CHARLOTTE, N.C. – Bank of America Corp. has taken a significant charge of around $1.6 billion related to the finance industry’s transition away from the London Interbank Offered Rate (Libor) benchmark. However, the company reassures that this cost will eventually be recouped as income.

The non-cash, pretax charge was recorded in the final quarter of 2023 and is expected to be recognized as revenue through market making and similar activities. Bank of America anticipates that the $1.6 billion will be gradually “recognized back” into the company’s interest income over the course of the next few years until 2026.

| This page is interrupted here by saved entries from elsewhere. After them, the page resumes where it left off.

// ── Function domain types ──

use std::fmt;

use serde::{Deserialize, Serialize};
use serde_json::Value;

/// Base behavior class of a function, from the yellow pages.
#[derive(
    Debug,
    Clone,
    Copy,
    PartialEq,
    Eq,
    Default,
    Serialize,
    Deserialize,
    strum::Display,
    strum::EnumString,
)]
#[non_exhaustive]
pub enum BaseType {
    /// Plain attribute holder (relays, displays, ...).
    #[default]
    Function,
    /// Measuring function with a current value and unit.
    Sensor,
}

impl BaseType {
    /// Lenient parse: anything unrecognized is a plain function.
    pub fn parse(s: &str) -> Self {
        s.parse().unwrap_or_default()
    }
}

/// `<serial>.<functionId>` -- the globally unique address of a function.
#[derive(Debug, Clone, PartialEq, Eq, Hash, Serialize, Deserialize)]
#[serde(transparent)]
pub struct HardwareId(String);

impl HardwareId {
    pub fn new(serial: &str, function_id: &str) -> Self {
        Self(format!("{serial}.{function_id}"))
    }

    /// Parse from the wire form; requires the `<serial>.<functionId>` dot.
    pub fn parse(raw: &str) -> Option<Self> {
        raw.contains('.').then(|| Self(raw.to_owned()))
    }

    pub fn as_str(&self) -> &str {
        &self.0
    }

    pub fn serial(&self) -> &str {
        self.0.split_once('.').map_or("", |(serial, _)| serial)
    }

    pub fn function_id(&self) -> &str {
        self.0.split_once('.').map_or("", |(_, id)| id)
    }
}

impl fmt::Display for HardwareId {
    fn fmt(&self, f: &mut fmt::Formatter<'_>) -> fmt::Result {
        f.write_str(&self.0)
    }
}

/// The stable identity-cache key for the per-class function layer:
/// one wrapper instance exists per `(class, hardware id)` pair.
#[derive(Debug, Clone, PartialEq, Eq, Hash, Serialize, Deserialize)]
pub struct FunctionKey {
    pub class: String,
    pub hardware_id: HardwareId,
}

/// One row of a device's function table.
#[derive(Debug, Clone, PartialEq, Eq, Serialize, Deserialize)]
pub struct FunctionRecord {
    /// Hardware id suffix on the device (`relay1`, `temperature`, ...).
    pub function_id: String,
    /// Function class from the yellow pages (`Relay`, `Temperature`, ...).
    pub class: String,
    pub logical_name: String,
    pub advertised_value: String,
    pub base_type: BaseType,
}

impl FunctionRecord {
    /// Decode one yellow-pages entry.
    ///
    /// Returns `(owner serial, device-relative index, record)`; `None`
    /// for entries without a well-formed hardware id.
    pub fn from_yellow_pages(class: &str, entry: &Value) -> Option<(String, u32, Self)> {
        let hardware_id = HardwareId::parse(entry.get("hardwareId")?.as_str()?)?;
        let index = entry
            .get("index")
            .and_then(Value::as_u64)
            .and_then(|n| u32::try_from(n).ok())
            .unwrap_or_default();

        let record = Self {
            function_id: hardware_id.function_id().to_owned(),
            class: class.to_owned(),
            logical_name: entry
                .get("logicalName")
                .and_then(Value::as_str)
                .unwrap_or_default()
                .to_owned(),
            advertised_value: entry
                .get("advertisedValue")
                .and_then(Value::as_str)
                .unwrap_or_default()
                .to_owned(),
            base_type: entry
                .get("baseType")
                .and_then(Value::as_str)
                .map(BaseType::parse)
                .unwrap_or_default(),
        };
        Some((hardware_id.serial().to_owned(), index, record))
    }

    pub fn hardware_id(&self, serial: &str) -> HardwareId {
        HardwareId::new(serial, &self.function_id)
    }

    pub fn key(&self, serial: &str) -> FunctionKey {
        FunctionKey {
            class: self.class.clone(),
            hardware_id: self.hardware_id(serial),
        }
    }
}

#[cfg(test)]
#[allow(clippy::unwrap_used)]
mod tests {
    use super::*;
    use serde_json::json;

    #[test]
    fn hardware_id_splits_serial_and_function() {
        let id = HardwareId::new("RELAYLO1-201D2", "relay1");
        assert_eq!(id.as_str(), "RELAYLO1-201D2.relay1");
        assert_eq!(id.serial(), "RELAYLO1-201D2");
        assert_eq!(id.function_id(), "relay1");
    }

    #[test]
    fn hardware_id_requires_a_dot() {
        assert!(HardwareId::parse("RELAYLO1-201D2.relay1").is_some());
        assert!(HardwareId::parse("not-a-hardware-id").is_none());
    }

    #[test]
    fn base_type_parses_leniently() {
        assert_eq!(BaseType::parse("Sensor"), BaseType::Sensor);
        assert_eq!(BaseType::parse("Function"), BaseType::Function);
        assert_eq!(BaseType::parse("SomethingNew"), BaseType::Function);
    }

    #[test]
    fn yellow_pages_entry_decodes() {
        let entry = json!({
            "hardwareId": "RELAYLO1-201D2.relay1",
            "logicalName": "door",
            "advertisedValue": "A",
            "index": 3
        });

        let (serial, index, record) = FunctionRecord::from_yellow_pages("Relay", &entry).unwrap();
        assert_eq!(serial, "RELAYLO1-201D2");
        assert_eq!(index, 3);
        assert_eq!(record.function_id, "relay1");
        assert_eq!(record.class, "Relay");
        assert_eq!(record.logical_name, "door");
        assert_eq!(record.advertised_value, "A");
        assert_eq!(record.base_type, BaseType::Function);
    }

    #[test]
    fn malformed_yellow_pages_entry_is_skipped() {
        assert!(FunctionRecord::from_yellow_pages("Relay", &json!({"index": 1})).is_none());
        assert!(
            FunctionRecord::from_yellow_pages("Relay", &json!({"hardwareId": "nodot"})).is_none()
        );
    }
}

In alignment with the industry’s shift away from Libor, alternative benchmarks like the Bloomberg Short-Term Bank Yield Index were established. Nevertheless, this index is set to be permanently discontinued on November 15. Consequently, Bank of America had to “de-designate” certain interest-rate swaps used in cash flow hedges, thus resulting in the need to reclassify amounts associated with forecasted cash flows that are no longer expected to occur.

This charge has reduced Bank of America’s common equity tier 1 ratio by eight basis points as of the end of 2023. The bank is scheduled to report its fourth quarter and full-year 2023 results later this week.

Meanwhile, Dallas-based Comerica Inc. also revealed that it will face a charge of $91 million in noninterest income due to a similar accounting adjustment connected to the discontinuation of the index. However, this charge is expected to be offset mainly in 2025 and 2026, with a non-cash pretax benefit of $3 million in net interest income.

Comerica, like Bank of America, also disclosed other financial factors affecting its fourth-quarter results, including a $109 million charge from the Federal Deposit Insurance Corp.’s special assessment, and a $25 million expense from a cost-cutting initiative.

In summary, Bank of America has reported a substantial charge of $1.6 billion tied to the industry’s shift away from Libor. However, the company maintains that this cost will eventually be offset as income in the coming years. Comerica Inc. has also announced its own charge of $91 million due to a similar accounting adjustment related to the discontinuation of the index. Both banks expect to recover these charges over time, with Bank of America anticipating recouping the amount through 2026.